Motor Boating On Puget Sound [1906]

On The Northwest Coast

by W. S. Phillips in the Seattle "Post Intelligencer"

The Northwestern coast from Seattle all the way to Dutch Harbor, Alaska, is peculiarly adapted by natural topography and climatic conditions to the use of the gasolene propelled boat. The waters are practically land-locked and protected from severe storms by outlying islands, and the coast line is so cut by bays and islands that it is not a hard matter to get a-lee within a few miles of any given point at any time. The scenic environments could not be bettered if the coast had been laid out especially to accommodate the launch men. it is no wonder then that the gasolene boat, that is the strictly pleasure boat, has jumped into favor on the Northwestern coast within the last two years.

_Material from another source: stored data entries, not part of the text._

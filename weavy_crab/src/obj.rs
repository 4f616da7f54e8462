//! 読み込まれた Wavefront OBJ のモデルと、その巡回に関係するモジュール。

use crate::{bounds::Bounds, mtl::Material};
use std::{collections::HashMap, convert::TryFrom};

use ultraviolet::{Mat4, Vec2, Vec3};

/// Wavefront OBJ の面を表す。
/// インデックスは 0 始まりに解決済みだが、範囲外の値も検証せずそのまま保持する。
#[derive(Debug, Clone, PartialEq, Eq)]
pub struct Face {
    pub(crate) vertex_indices: Box<[isize]>,
    pub(crate) uv_indices: Box<[isize]>,
    pub(crate) normal_indices: Box<[isize]>,
    pub(crate) material_name: String,
}

impl Face {
    /// 頂点座標のインデックスリストを返す。
    pub fn vertex_indices(&self) -> &[isize] {
        &self.vertex_indices
    }

    /// テクスチャ座標のインデックスリストを返す。頂点数より短いこともある。
    pub fn uv_indices(&self) -> &[isize] {
        &self.uv_indices
    }

    /// 法線のインデックスリストを返す。頂点数より短いこともある。
    pub fn normal_indices(&self) -> &[isize] {
        &self.normal_indices
    }

    /// この面が定義された時点の `usemtl` の名前を返す。未指定なら空文字列。
    pub fn material_name(&self) -> &str {
        &self.material_name
    }

    /// 面の頂点数を返す。
    pub fn arity(&self) -> usize {
        self.vertex_indices.len()
    }
}

/// 巡回時に取り出される面の 1 頂点を表す。
#[derive(Debug, Clone, Copy, PartialEq)]
pub struct FaceVertex {
    pub position: Vec3,
    pub uv: Option<Vec2>,
    pub normal: Option<Vec3>,
}

/// 読み込まれた Wavefront OBJ の内容と、表示用の正規化情報を表す。
#[derive(Debug)]
pub struct Model<H> {
    pub(crate) vertices: Box<[Vec3]>,
    pub(crate) normals: Box<[Vec3]>,
    pub(crate) texture_uvs: Box<[Vec2]>,
    pub(crate) faces: Box<[Face]>,
    pub(crate) materials: HashMap<String, Material<H>>,
    pub(crate) bounds: Bounds,
    pub(crate) center: Vec3,
    pub(crate) scale: f32,
}

impl<H> Model<H> {
    /// 頂点座標リストを返す。
    pub fn vertices(&self) -> &[Vec3] {
        &self.vertices
    }

    /// 法線リストを返す。
    pub fn normals(&self) -> &[Vec3] {
        &self.normals
    }

    /// テクスチャ座標リストを返す。
    pub fn texture_uvs(&self) -> &[Vec2] {
        &self.texture_uvs
    }

    /// 面のリストを定義順に返す。
    pub fn faces(&self) -> &[Face] {
        &self.faces
    }

    /// マテリアル名とマテリアルの対応を返す。
    pub fn materials(&self) -> &HashMap<String, Material<H>> {
        &self.materials
    }

    /// 名前からマテリアルを引く。
    pub fn material(&self, name: &str) -> Option<&Material<H>> {
        self.materials.get(name)
    }

    pub fn vertex_count(&self) -> usize {
        self.vertices.len()
    }

    pub fn normal_count(&self) -> usize {
        self.normals.len()
    }

    pub fn uv_count(&self) -> usize {
        self.texture_uvs.len()
    }

    pub fn face_count(&self) -> usize {
        self.faces.len()
    }

    pub fn material_count(&self) -> usize {
        self.materials.len()
    }

    pub fn has_materials(&self) -> bool {
        !self.materials.is_empty()
    }

    /// 全頂点のバウンディングボックスを返す。
    pub fn bounds(&self) -> &Bounds {
        &self.bounds
    }

    /// 正規化の中心を返す。
    pub fn center(&self) -> Vec3 {
        self.center
    }

    /// 正規化のスケールを返す。
    pub fn scale(&self) -> f32 {
        self.scale
    }

    /// `scale * (p - center)` を表す行列を返す。
    pub fn normalization_matrix(&self) -> Mat4 {
        Mat4::from_scale(self.scale) * Mat4::from_translation(-self.center)
    }

    /// 面の頂点を巡回する。範囲外の法線・テクスチャ座標は `None` になり、
    /// 範囲外の頂点座標はその頂点ごと読み飛ばす。
    pub fn face_vertices<'a>(&'a self, face: &'a Face) -> FaceVertices<'a, H> {
        FaceVertices(self, face, 0)
    }

    /// 同じマテリアル名が連続する面をまとめて巡回する。
    pub fn material_runs(&self) -> MaterialRuns<H> {
        MaterialRuns(self, 0)
    }
}

/// `index` が `[0, items.len())` に収まっていれば要素を返す。
fn lookup<T: Copy>(items: &[T], index: isize) -> Option<T> {
    usize::try_from(index)
        .ok()
        .and_then(|i| items.get(i))
        .copied()
}

/// `Model::face_vertices` のイテレーター。
#[derive(Debug)]
pub struct FaceVertices<'a, H>(&'a Model<H>, &'a Face, usize);

impl<'a, H> Iterator for FaceVertices<'a, H> {
    type Item = FaceVertex;

    fn next(&mut self) -> Option<Self::Item> {
        let (model, face) = (self.0, self.1);
        while self.2 < face.vertex_indices.len() {
            let i = self.2;
            self.2 += 1;

            let position = match lookup(&model.vertices, face.vertex_indices[i]) {
                Some(p) => p,
                None => continue,
            };
            let uv = face
                .uv_indices
                .get(i)
                .and_then(|&ti| lookup(&model.texture_uvs, ti));
            let normal = face
                .normal_indices
                .get(i)
                .and_then(|&ni| lookup(&model.normals, ni));

            return Some(FaceVertex {
                position,
                uv,
                normal,
            });
        }

        None
    }
}

/// 同じマテリアル名を持つ連続した面の列を表す。
#[derive(Debug)]
pub struct MaterialRun<'a, H> {
    pub material_name: &'a str,
    pub material: Option<&'a Material<H>>,
    pub faces: &'a [Face],
}

/// `Model::material_runs` のイテレーター。
#[derive(Debug)]
pub struct MaterialRuns<'a, H>(&'a Model<H>, usize);

impl<'a, H> Iterator for MaterialRuns<'a, H> {
    type Item = MaterialRun<'a, H>;

    fn next(&mut self) -> Option<Self::Item> {
        let model = self.0;
        let faces = &model.faces[..];
        let start = self.1;
        if start >= faces.len() {
            return None;
        }

        let material_name = faces[start].material_name.as_str();
        let end = faces[start..]
            .iter()
            .position(|f| f.material_name != material_name)
            .map_or(faces.len(), |offset| start + offset);
        self.1 = end;

        let material = if material_name.is_empty() {
            None
        } else {
            model.materials.get(material_name)
        };

        Some(MaterialRun {
            material_name,
            material,
            faces: &faces[start..end],
        })
    }
}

Taken from a strictly pleasure standpoint, Seattle is particularly well placed on the map, having Lake Washington and its connecting waters at the door on one side of the city, and Puget Sound and the Northwestern coast line opening up from the other side. This, in connection with the numerous lakes, almost within a stone's throw, gives almost any man a chance to own a gasolene launch and in the Northwestern coast country the gasolene launch occupies about the same position in the pleasure field that the automobile does in the flat Eastern country.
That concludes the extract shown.